(Stored data entries)
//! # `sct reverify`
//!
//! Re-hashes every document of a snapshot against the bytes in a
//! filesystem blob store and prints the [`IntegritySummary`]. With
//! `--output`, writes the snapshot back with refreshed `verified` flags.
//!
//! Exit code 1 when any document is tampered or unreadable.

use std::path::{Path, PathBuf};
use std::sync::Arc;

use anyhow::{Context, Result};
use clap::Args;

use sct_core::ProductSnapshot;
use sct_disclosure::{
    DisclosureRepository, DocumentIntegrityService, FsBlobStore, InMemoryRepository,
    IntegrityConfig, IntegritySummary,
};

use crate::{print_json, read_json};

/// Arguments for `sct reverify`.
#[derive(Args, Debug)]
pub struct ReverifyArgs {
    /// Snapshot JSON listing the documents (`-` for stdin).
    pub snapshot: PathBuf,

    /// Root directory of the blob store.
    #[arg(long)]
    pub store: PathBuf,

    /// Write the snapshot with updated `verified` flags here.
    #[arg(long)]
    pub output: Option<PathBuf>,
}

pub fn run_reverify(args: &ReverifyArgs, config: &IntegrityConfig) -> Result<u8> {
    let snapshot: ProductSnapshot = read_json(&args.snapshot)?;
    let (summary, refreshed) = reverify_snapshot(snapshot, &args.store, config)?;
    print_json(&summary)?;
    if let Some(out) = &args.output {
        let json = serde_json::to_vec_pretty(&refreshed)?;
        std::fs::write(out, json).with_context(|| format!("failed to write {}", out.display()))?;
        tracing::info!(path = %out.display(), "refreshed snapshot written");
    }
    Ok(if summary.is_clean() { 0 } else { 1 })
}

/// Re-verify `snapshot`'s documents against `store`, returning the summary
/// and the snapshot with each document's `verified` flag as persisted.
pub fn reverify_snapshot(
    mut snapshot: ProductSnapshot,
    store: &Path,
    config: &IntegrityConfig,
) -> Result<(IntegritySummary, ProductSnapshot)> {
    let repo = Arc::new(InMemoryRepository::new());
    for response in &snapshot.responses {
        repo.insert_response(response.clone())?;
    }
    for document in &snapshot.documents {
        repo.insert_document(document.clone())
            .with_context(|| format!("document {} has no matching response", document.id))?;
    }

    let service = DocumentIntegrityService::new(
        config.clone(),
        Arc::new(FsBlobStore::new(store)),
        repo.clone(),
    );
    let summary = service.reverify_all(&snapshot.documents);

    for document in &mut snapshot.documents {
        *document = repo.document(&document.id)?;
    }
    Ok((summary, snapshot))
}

Task description: Only the lines above from the line containing "pub struct ReverifyArgs" through the line containing "if let Some(out)" should be retyped, exactly and with both ends included.

Answer to this task:
pub struct ReverifyArgs {
    /// Snapshot JSON listing the documents (`-` for stdin).
    pub snapshot: PathBuf,

    /// Root directory of the blob store.
    #[arg(long)]
    pub store: PathBuf,

    /// Write the snapshot with updated `verified` flags here.
    #[arg(long)]
    pub output: Option<PathBuf>,
}

pub fn run_reverify(args: &ReverifyArgs, config: &IntegrityConfig) -> Result<u8> {
    let snapshot: ProductSnapshot = read_json(&args.snapshot)?;
    let (summary, refreshed) = reverify_snapshot(snapshot, &args.store, config)?;
    print_json(&summary)?;
    if let Some(out) = &args.output {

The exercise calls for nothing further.